In the first phase of Experiment 2, larvae were pooled across cohorts (300 larvae/cohort; 900 larvae/replicate jar) and reared through settlement under either control or low pH conditions(pH 8.0 or 7.8). The pH levels were randomly assigned to four boxes (2 pH levels x 2 boxes x 3 replicate jars = 12 jars). In the second phase of the experiment, and within 24 h of larval settlement, one-half of the juveniles reared as larvae in control pH conditions were transferred to low pH conditions, and one-half were returned to control pH conditions. Similarly, one-half of the juveniles that had been reared as larvae in low pH conditions were transferred to control pH conditions, and one-half were returned to low pH conditions.

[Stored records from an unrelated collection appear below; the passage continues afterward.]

//! Download and installation of remote model archives.
//!
//! A model given as `https://host/path/<name>.tar.gz` is installed as
//! `<model_path>/<name>`. The installed member is the one whose file name is
//! `<name>`; failing that, the first whose file name contains `<name>`, and
//! failing that, the first whose path does. Once the file exists the
//! network is never touched again for it, unless a pinned SHA-256 no longer
//! matches.

use crate::config::ModelConfig;
use crate::configuration::Configuration;
use crate::network::{extract_domain, DownloadManager, HttpClient};
use crate::{Result, VizorError};
use flate2::read::GzDecoder;
use sha2::{Digest, Sha256};
use std::collections::HashMap;
use std::fs::File;
use std::io::{BufReader, Read};
use std::path::{Path, PathBuf};
use std::sync::{Arc, Mutex, PoisonError};
use tracing::{debug, info, warn};

/// Chunk size used while hashing installed artifacts.
const HASH_CHUNK_SIZE: usize = 1024 * 1024;

/// Whether a model identifier refers to a remote artifact.
pub(crate) fn is_remote_model(model: &str) -> bool {
    model.starts_with("http://") || model.starts_with("https://")
}

/// Local artifact name for an archive URL: the final path segment minus its
/// archive extension.
///
/// Fails for anything that is not a `.tar.gz`/`.tgz` archive.
pub fn artifact_name(url: &str) -> Result<String> {
    let fetch_error = |message: &str| VizorError::ArtifactFetch {
        url: url.to_string(),
        message: message.to_string(),
    };

    let parsed = url::Url::parse(url).map_err(|e| fetch_error(&e.to_string()))?;
    let segment = parsed
        .path_segments()
        .and_then(|mut segments| segments.next_back())
        .unwrap_or_default();

    let lower = segment.to_ascii_lowercase();
    let name = ModelConfig::ARCHIVE_EXTENSIONS
        .iter()
        .find(|ext| lower.ends_with(*ext))
        .map(|ext| &segment[..segment.len() - ext.len()])
        .ok_or_else(|| {
            fetch_error(&format!(
                "unsupported archive format, expected one of {}",
                ModelConfig::ARCHIVE_EXTENSIONS.join(", ")
            ))
        })?;

    if name.is_empty() || name.chars().all(|c| c == '.') {
        return Err(fetch_error("archive name is empty"));
    }
    Ok(name.to_string())
}

/// Where the artifact behind `url` is installed for `config`.
///
/// Pure path arithmetic: nothing is read or downloaded.
pub fn installed_path(url: &str, config: &Configuration) -> Result<PathBuf> {
    Ok(config.model_path().join(artifact_name(url)?))
}

/// Compute the lowercase hex SHA-256 of a file.
pub fn compute_sha256(path: impl AsRef<Path>) -> Result<String> {
    let path = path.as_ref();
    let mut file = File::open(path).map_err(|e| VizorError::io_with_path(e, path))?;

    let mut hasher = Sha256::new();
    let mut buffer = vec![0u8; HASH_CHUNK_SIZE];
    loop {
        let bytes_read = file
            .read(&mut buffer)
            .map_err(|e| VizorError::io_with_path(e, path))?;
        if bytes_read == 0 {
            break;
        }
        hasher.update(&buffer[..bytes_read]);
    }

    Ok(hex::encode(hasher.finalize()))
}

/// Fetches and installs model archives.
///
/// Concurrent fetches of the same installed path are serialized, so each
/// artifact is downloaded at most once per fetcher.
pub struct ArtifactFetcher {
    http: HttpClient,
    install_locks: Mutex<HashMap<PathBuf, Arc<tokio::sync::Mutex<()>>>>,
}

impl ArtifactFetcher {
    pub fn new(http: HttpClient) -> Self {
        Self {
            http,
            install_locks: Mutex::new(HashMap::new()),
        }
    }

    /// Install the artifact behind `url` under `config.model_path()` and
    /// return its local path.
    pub async fn fetch(&self, url: &str, config: &Configuration) -> Result<PathBuf> {
        let name = artifact_name(url)?;
        let models_dir = config.model_path();
        let installed = installed_path(url, config)?;
        let expected = config.model_sha256();

        if self.is_installed(&installed, expected, url).await? {
            debug!("Artifact {} already installed", installed.display());
            return Ok(installed);
        }

        let lock = self.install_lock(&installed);
        let _guard = lock.lock().await;

        // another task may have finished the install while we waited
        if self.is_installed(&installed, expected, url).await? {
            return Ok(installed);
        }

        let fetch_error = |message: String| VizorError::ArtifactFetch {
            url: url.to_string(),
            message,
        };

        tokio::fs::create_dir_all(models_dir)
            .await
            .map_err(|e| fetch_error(e.to_string()))?;
        let archive = models_dir.join(format!("{}.tar.gz", name));

        info!(
            "Downloading model artifact {} from {}",
            name,
            extract_domain(url)
        );
        let downloads = DownloadManager::with_client(self.http.clone(), config.timeout());
        if let Err(e) = downloads.download(url, &archive).await {
            let _ = tokio::fs::remove_file(&archive).await;
            return Err(fetch_error(e.to_string()));
        }

        let extracted = {
            let archive = archive.clone();
            let models_dir = models_dir.to_path_buf();
            let installed = installed.clone();
            let name = name.clone();
            tokio::task::spawn_blocking(move || {
                install_member(&archive, &models_dir, &name, &installed)
            })
            .await
        };

        if let Err(e) = tokio::fs::remove_file(&archive).await {
            warn!("Failed to remove archive {}: {}", archive.display(), e);
        }

        match extracted {
            Ok(Ok(())) => {}
            Ok(Err(message)) => return Err(fetch_error(message)),
            Err(e) => return Err(fetch_error(format!("extraction task failed: {}", e))),
        }

        if let Some(expected) = expected {
            let actual = hash_blocking(&installed, url).await?;
            if actual != expected {
                let _ = tokio::fs::remove_file(&installed).await;
                return Err(fetch_error(format!(
                    "checksum mismatch: expected {}, got {}",
                    expected, actual
                )));
            }
        }

        info!("Installed model artifact at {}", installed.display());
        Ok(installed)
    }

    async fn is_installed(&self, path: &Path, expected: Option<&str>, url: &str) -> Result<bool> {
        if !path.is_file() {
            return Ok(false);
        }
        let Some(expected) = expected else {
            return Ok(true);
        };

        let actual = hash_blocking(path, url).await?;
        if actual == expected {
            Ok(true)
        } else {
            warn!(
                "Installed artifact {} does not match its checksum, downloading again",
                path.display()
            );
            Ok(false)
        }
    }

    fn install_lock(&self, path: &Path) -> Arc<tokio::sync::Mutex<()>> {
        self.install_locks
            .lock()
            .unwrap_or_else(PoisonError::into_inner)
            .entry(path.to_path_buf())
            .or_default()
            .clone()
    }
}

async fn hash_blocking(path: &Path, url: &str) -> Result<String> {
    let owned = path.to_path_buf();
    tokio::task::spawn_blocking(move || compute_sha256(owned))
        .await
        .map_err(|e| VizorError::ArtifactFetch {
            url: url.to_string(),
            message: format!("hashing task failed: {}", e),
        })?
}

/// How well an archive member matches the artifact name; lower is better.
fn member_rank(member: &Path, name: &str) -> Option<u8> {
    let file_name = member
        .file_name()
        .map(|f| f.to_string_lossy())
        .unwrap_or_default();
    if file_name == name {
        Some(0)
    } else if file_name.contains(name) {
        Some(1)
    } else if member.to_string_lossy().contains(name) {
        Some(2)
    } else {
        None
    }
}

/// Extract the member best matching `name` from `archive` and move it to
/// `installed`. The scratch directory is removed on every exit path.
fn install_member(
    archive: &Path,
    models_dir: &Path,
    name: &str,
    installed: &Path,
) -> std::result::Result<(), String> {
    let scratch = tempfile::Builder::new()
        .prefix(".extract-")
        .tempdir_in(models_dir)
        .map_err(|e| format!("cannot create scratch directory: {}", e))?;

    let file = File::open(archive).map_err(|e| e.to_string())?;
    let mut tar = tar::Archive::new(GzDecoder::new(BufReader::new(file)));
    let entries = tar
        .entries()
        .map_err(|e| format!("not a valid archive: {}", e))?;

    let staged = scratch.path().join(name);
    let mut best: Option<u8> = None;
    for entry in entries {
        let mut entry = entry.map_err(|e| format!("not a valid archive: {}", e))?;
        if !entry.header().entry_type().is_file() {
            continue;
        }
        let member = entry.path().map_err(|e| e.to_string())?.into_owned();
        let Some(rank) = member_rank(&member, name) else {
            continue;
        };
        if best.is_some_and(|best| rank >= best) {
            continue;
        }

        debug!("Extracting {} from {}", member.display(), archive.display());
        if best.is_some() {
            std::fs::remove_file(&staged).map_err(|e| e.to_string())?;
        }
        entry
            .unpack(&staged)
            .map_err(|e| format!("failed to extract {}: {}", member.display(), e))?;
        best = Some(rank);
        if rank == 0 {
            break;
        }
    }

    if best.is_none() {
        return Err(format!("archive does not contain a file matching {}", name));
    }

    std::fs::rename(&staged, installed)
        .map_err(|e| format!("failed to install {}: {}", installed.display(), e))
}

The second phase of the experiment used 2 pH levels x 4 larval-juvenile pH treatments x 6 replicate jars = 24 jars. The juveniles in the two destination pH levels were reared until 13 days after settlement, and randomly selected juveniles on wedges (N=17 per jar) were photographed 7 and 13 days after settlement to quantify shell growth rate since settlement. Larval settlement occurred 24 hours earlier (day 13) under low pH conditions; therefore all photographs taken of settled juveniles in control conditions were delayed by one day.